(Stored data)
══════

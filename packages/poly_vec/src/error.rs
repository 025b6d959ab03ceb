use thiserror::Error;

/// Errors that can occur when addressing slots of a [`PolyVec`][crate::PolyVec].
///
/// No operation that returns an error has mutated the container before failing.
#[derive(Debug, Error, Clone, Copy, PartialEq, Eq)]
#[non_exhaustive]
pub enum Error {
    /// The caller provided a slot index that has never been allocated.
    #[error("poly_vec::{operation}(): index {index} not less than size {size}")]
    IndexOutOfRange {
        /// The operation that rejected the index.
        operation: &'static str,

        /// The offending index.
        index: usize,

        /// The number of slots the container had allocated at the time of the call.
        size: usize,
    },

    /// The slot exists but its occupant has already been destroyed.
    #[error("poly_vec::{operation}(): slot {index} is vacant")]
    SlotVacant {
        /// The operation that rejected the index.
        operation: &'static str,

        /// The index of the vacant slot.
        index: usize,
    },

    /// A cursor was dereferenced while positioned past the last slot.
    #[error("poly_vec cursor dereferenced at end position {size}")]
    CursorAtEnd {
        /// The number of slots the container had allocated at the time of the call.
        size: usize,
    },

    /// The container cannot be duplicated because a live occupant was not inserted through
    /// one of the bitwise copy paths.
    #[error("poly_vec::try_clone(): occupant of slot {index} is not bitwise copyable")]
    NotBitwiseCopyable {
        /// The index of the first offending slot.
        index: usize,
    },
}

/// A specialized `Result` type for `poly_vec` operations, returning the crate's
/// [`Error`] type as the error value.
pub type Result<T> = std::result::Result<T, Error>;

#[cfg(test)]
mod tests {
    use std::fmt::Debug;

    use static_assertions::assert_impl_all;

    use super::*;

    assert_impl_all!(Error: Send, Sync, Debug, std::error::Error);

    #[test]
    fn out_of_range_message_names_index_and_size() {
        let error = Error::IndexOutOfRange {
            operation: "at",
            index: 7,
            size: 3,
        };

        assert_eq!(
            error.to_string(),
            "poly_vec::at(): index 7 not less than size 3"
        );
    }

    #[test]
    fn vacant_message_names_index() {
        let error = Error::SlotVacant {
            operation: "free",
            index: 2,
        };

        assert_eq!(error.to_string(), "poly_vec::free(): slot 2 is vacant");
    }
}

══════

▸ DESCRIPTION OF THE TASK
Identify the lines in the records above that contain the word "type", then state how many there are and nothing more.

▸ ANSWER FOR THIS EXERCISE
3